§ **Action item**
Return every line of the records that includes the string "Result".

§ **Listed entries**
◆ ◆ ◆

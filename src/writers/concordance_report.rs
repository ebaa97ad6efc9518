use anyhow::Context;
use std::fs::File;
use std::io::{BufWriter, Write};
use std::path::Path;

use crate::set_matcher::SetPartition;
use crate::writers::record_table::{write_record_rows, RecordRow};

/// Writes the sectioned concordance report.
/// The report has one section with the calls common to all sources (from every source), then one section per source with its unique calls.
/// Sources with calls that could not be placed get an extra section listing them.
/// # Arguments
/// * `writer` - the output handle
/// * `partitions` - output of the set matcher, one per source
/// * `timestamp` - free-text analysis timestamp for the header line
pub fn write_concordance<W: Write>(mut writer: W, partitions: &[SetPartition], timestamp: &str) -> anyhow::Result<()> {
    writeln!(writer, "### Analysis timestamp: {timestamp}")?;

    let common_rows: Vec<RecordRow> = partitions.iter()
        .flat_map(|p| p.common().iter().map(RecordRow::from_record))
        .collect();
    writeln!(writer)?;
    writeln!(writer, "### Common CNVs ({}):", common_rows.len())?;
    write_record_rows(&mut writer, b'\t', &common_rows)?;

    for partition in partitions.iter() {
        let unique_rows: Vec<RecordRow> = partition.unique().iter()
            .map(RecordRow::from_record)
            .collect();
        writeln!(writer)?;
        writeln!(writer, "### Unique to {} ({}):", partition.label(), unique_rows.len())?;
        write_record_rows(&mut writer, b'\t', &unique_rows)?;
    }

    for partition in partitions.iter().filter(|p| !p.excluded().is_empty()) {
        let excluded_rows: Vec<RecordRow> = partition.excluded().iter()
            .map(RecordRow::from_record)
            .collect();
        writeln!(writer)?;
        writeln!(writer, "### Excluded from {}, no usable coordinates ({}):", partition.label(), excluded_rows.len())?;
        write_record_rows(&mut writer, b'\t', &excluded_rows)?;
    }

    writer.flush()?;
    Ok(())
}

/// Writes the concordance report to a file, stamped with the current local time
/// # Arguments
/// * `filename` - the output path
/// * `partitions` - output of the set matcher, one per source
pub fn write_concordance_report(filename: &Path, partitions: &[SetPartition]) -> anyhow::Result<()> {
    let file = File::create(filename)
        .with_context(|| format!("Error while creating {filename:?}:"))?;
    let timestamp = chrono::Local::now().format("%Y-%m-%d %H:%M:%S").to_string();
    write_concordance(BufWriter::new(file), partitions, &timestamp)
        .with_context(|| format!("Error while writing {filename:?}:"))
}

#[cfg(test)]
mod tests {
    use super::*;
    use crate::data_types::chromosome::Chromosome;
    use crate::data_types::cnv_record::{CnvRecord, RegionError};
    use crate::data_types::cnv_table::CnvTable;
    use crate::set_matcher::match_tolerance;

    #[test]
    fn test_report_sections() {
        let gs = CnvTable::new("gs".to_string(), vec![
            CnvRecord::from_coordinates("gs", 0, Chromosome::from(1), 100, 200),
            CnvRecord::from_coordinates("gs", 1, Chromosome::from(2), 100, 200),
        ]);
        let nx = CnvTable::new("nx".to_string(), vec![
            CnvRecord::from_coordinates("nx", 0, Chromosome::from(1), 150, 250),
            CnvRecord::new(
                "nx".to_string(), 1,
                Err(RegionError::MalformedRegion { raw: "x".to_string() }),
                Default::default()
            ),
        ]);
        let partitions = match_tolerance(&[gs, nx], 0);

        let mut buffer: Vec<u8> = vec![];
        write_concordance(&mut buffer, &partitions, "2024-01-01 00:00:00").unwrap();
        let text = String::from_utf8(buffer).unwrap();
        let lines: Vec<&str> = text.lines().collect();

        assert_eq!(lines[0], "### Analysis timestamp: 2024-01-01 00:00:00");
        assert_eq!(lines[2], "### Common CNVs (2):");
        assert_eq!(lines[4], "gs\t0\t1\t100\t200\t100\t");
        assert_eq!(lines[5], "nx\t0\t1\t150\t250\t100\t");

        let headings: Vec<&str> = lines.iter()
            .filter(|l| l.starts_with("###"))
            .copied()
            .collect();
        assert_eq!(headings, vec![
            "### Analysis timestamp: 2024-01-01 00:00:00",
            "### Common CNVs (2):",
            "### Unique to gs (1):",
            "### Unique to nx (0):",
            "### Excluded from nx, no usable coordinates (1):",
        ]);
    }
}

◆ ◆ ◆

§ **Answer to this problem**
pub fn write_concordance<W: Write>(mut writer: W, partitions: &[SetPartition], timestamp: &str) -> anyhow::Result<()> {
pub fn write_concordance_report(filename: &Path, partitions: &[SetPartition]) -> anyhow::Result<()> {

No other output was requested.